> **Task goal**
Taking the line that contains "use propdash_server::SeedOutcome;" as the first, copy exactly every line through the last line of the records, and nothing else.

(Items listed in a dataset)
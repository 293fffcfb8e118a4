//! Seed command: load the demo data set into an empty store

use anyhow::{Context, Result};
use propdash_core::PropdashConfig;
use propdash_server::SeedOutcome;

use super::{open_database, DatabaseArgs};

pub async fn run_seed(args: DatabaseArgs, mut config: PropdashConfig) -> Result<()> {
    args.apply(&mut config);
    let db = open_database(&config).await?;

    let outcome = db.seed_if_empty().await.context("seeding failed")?;
    db.close().await;

    match outcome {
        SeedOutcome::Seeded {
            properties,
            tenants,
            leases,
            payments,
        } => println!(
            "Seeded {} properties, {} tenants, {} leases, {} payments",
            properties, tenants, leases, payments
        ),
        SeedOutcome::Skipped {
            existing_properties,
        } => println!(
            "Store already has {} properties; nothing seeded",
            existing_properties
        ),
    }
    Ok(())
}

> **Exercise answer**
use propdash_server::SeedOutcome;

use super::{open_database, DatabaseArgs};

pub async fn run_seed(args: DatabaseArgs, mut config: PropdashConfig) -> Result<()> {
    args.apply(&mut config);
    let db = open_database(&config).await?;

    let outcome = db.seed_if_empty().await.context("seeding failed")?;
    db.close().await;

    match outcome {
        SeedOutcome::Seeded {
            properties,
            tenants,
            leases,
            payments,
        } => println!(
            "Seeded {} properties, {} tenants, {} leases, {} payments",
            properties, tenants, leases, payments
        ),
        SeedOutcome::Skipped {
            existing_properties,
        } => println!(
            "Store already has {} properties; nothing seeded",
            existing_properties
        ),
    }
    Ok(())
}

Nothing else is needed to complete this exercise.